Work instruction
Reproduce only the lines of the material below that start at the line containing "custodia put alice/db-password" and stop at the line containing "Custodia server address.". Keep both end lines.

Provided material
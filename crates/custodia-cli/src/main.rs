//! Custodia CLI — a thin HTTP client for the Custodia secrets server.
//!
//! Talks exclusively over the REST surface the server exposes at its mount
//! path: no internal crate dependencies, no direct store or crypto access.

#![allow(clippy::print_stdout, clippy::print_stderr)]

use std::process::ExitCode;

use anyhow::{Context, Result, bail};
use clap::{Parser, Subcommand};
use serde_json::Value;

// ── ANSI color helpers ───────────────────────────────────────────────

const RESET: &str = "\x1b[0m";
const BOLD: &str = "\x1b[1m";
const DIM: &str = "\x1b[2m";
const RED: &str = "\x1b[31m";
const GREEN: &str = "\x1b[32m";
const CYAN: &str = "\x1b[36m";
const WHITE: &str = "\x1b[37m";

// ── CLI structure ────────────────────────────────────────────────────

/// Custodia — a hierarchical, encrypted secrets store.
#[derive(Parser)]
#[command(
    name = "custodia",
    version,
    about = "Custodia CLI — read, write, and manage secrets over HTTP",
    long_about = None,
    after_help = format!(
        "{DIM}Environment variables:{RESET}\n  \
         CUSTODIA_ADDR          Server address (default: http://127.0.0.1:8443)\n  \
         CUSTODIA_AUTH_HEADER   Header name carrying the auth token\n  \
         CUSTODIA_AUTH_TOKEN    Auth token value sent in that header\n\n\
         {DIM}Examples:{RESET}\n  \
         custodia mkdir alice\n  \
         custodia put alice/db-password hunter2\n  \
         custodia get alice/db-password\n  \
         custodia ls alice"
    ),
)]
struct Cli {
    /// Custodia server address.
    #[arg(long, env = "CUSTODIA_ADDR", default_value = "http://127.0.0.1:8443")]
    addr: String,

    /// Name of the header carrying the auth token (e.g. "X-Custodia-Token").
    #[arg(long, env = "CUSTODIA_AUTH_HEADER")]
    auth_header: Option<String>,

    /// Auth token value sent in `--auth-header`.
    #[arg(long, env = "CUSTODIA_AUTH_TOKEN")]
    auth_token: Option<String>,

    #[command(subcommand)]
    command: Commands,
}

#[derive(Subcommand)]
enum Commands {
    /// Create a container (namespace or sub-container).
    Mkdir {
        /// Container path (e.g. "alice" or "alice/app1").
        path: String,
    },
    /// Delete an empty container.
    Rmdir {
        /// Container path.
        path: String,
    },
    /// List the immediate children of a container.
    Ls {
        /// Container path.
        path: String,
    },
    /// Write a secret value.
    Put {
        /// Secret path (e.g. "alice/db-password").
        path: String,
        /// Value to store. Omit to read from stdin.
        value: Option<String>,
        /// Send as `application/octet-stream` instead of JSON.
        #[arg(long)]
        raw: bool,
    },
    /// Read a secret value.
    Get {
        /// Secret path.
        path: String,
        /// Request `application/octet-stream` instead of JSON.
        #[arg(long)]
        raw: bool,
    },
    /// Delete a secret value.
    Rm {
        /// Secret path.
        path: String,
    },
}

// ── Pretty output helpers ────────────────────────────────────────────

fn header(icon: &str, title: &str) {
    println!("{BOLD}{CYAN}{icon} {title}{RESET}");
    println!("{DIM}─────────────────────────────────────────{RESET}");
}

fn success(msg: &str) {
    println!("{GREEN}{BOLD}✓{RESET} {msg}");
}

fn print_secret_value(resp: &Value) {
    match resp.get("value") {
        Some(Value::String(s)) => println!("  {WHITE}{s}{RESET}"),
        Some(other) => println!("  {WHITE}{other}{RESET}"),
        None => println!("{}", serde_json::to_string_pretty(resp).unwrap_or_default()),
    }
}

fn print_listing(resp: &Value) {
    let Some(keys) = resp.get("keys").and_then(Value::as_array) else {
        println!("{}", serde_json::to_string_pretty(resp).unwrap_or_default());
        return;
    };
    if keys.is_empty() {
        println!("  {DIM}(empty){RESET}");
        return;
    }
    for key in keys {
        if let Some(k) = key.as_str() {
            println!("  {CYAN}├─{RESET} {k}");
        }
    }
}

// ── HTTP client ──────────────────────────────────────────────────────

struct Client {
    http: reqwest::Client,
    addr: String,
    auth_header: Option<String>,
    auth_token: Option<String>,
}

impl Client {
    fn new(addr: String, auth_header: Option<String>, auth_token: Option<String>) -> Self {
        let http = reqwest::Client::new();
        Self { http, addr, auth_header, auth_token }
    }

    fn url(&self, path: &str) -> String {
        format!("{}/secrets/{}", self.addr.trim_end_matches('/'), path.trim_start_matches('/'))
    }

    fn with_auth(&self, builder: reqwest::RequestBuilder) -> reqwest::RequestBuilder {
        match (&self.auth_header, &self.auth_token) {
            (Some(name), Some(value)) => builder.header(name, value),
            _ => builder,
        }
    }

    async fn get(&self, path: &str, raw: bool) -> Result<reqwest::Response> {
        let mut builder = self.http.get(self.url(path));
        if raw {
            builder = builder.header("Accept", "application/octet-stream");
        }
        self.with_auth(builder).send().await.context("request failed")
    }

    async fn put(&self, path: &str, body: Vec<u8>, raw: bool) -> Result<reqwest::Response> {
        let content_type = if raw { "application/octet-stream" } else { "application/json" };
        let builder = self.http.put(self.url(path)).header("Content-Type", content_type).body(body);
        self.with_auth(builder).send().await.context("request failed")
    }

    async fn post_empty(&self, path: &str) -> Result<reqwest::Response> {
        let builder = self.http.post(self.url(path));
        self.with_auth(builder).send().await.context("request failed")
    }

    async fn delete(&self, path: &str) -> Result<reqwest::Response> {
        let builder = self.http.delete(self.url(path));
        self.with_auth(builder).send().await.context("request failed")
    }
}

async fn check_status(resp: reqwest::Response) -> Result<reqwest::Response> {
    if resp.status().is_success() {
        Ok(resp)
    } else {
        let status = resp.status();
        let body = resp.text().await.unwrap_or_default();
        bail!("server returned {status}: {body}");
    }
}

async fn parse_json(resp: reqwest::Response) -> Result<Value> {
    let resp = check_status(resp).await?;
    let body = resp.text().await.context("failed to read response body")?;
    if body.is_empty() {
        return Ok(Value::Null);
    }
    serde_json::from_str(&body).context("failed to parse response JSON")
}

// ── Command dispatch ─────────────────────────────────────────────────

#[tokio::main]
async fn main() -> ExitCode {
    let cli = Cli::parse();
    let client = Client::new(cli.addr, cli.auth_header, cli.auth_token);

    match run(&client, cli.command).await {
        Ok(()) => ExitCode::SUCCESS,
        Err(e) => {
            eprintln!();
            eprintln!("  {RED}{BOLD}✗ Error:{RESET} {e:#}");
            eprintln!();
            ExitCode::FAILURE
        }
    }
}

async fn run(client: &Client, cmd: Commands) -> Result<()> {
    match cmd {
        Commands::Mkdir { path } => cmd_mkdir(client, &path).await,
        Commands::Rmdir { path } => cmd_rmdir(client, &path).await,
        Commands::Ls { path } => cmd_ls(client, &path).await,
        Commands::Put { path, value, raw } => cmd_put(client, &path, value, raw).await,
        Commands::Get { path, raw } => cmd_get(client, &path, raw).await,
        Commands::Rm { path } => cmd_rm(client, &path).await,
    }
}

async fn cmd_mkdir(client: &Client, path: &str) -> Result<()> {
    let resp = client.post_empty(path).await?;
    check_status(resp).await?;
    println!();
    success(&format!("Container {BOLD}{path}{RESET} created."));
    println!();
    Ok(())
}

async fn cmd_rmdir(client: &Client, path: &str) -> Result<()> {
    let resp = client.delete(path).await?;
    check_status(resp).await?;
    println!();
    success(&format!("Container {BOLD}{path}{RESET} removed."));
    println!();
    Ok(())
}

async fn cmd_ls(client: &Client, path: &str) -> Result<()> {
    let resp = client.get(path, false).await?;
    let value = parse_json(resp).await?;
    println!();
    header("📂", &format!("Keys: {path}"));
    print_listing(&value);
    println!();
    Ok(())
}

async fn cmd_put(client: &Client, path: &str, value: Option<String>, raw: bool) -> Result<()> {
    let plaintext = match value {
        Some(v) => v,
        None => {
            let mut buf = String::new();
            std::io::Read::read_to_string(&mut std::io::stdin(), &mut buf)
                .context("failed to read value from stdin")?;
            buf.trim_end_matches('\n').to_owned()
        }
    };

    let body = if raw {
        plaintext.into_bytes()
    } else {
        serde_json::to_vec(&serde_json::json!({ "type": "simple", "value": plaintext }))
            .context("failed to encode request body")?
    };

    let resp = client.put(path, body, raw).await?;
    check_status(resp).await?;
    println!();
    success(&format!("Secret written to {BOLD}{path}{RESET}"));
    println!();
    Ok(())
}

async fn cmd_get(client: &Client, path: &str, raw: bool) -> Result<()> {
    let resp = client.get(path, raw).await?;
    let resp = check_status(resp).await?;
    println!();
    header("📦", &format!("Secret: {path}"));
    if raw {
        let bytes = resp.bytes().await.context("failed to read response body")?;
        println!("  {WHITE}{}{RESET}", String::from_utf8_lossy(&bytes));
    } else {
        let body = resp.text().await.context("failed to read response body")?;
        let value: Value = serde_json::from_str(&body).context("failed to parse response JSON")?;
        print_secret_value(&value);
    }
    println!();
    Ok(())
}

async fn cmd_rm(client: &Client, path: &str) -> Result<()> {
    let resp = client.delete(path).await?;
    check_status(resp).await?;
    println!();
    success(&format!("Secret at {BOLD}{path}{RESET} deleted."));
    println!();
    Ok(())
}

Worked solution
         custodia put alice/db-password hunter2\n  \
         custodia get alice/db-password\n  \
         custodia ls alice"
    ),
)]
struct Cli {
    /// Custodia server address.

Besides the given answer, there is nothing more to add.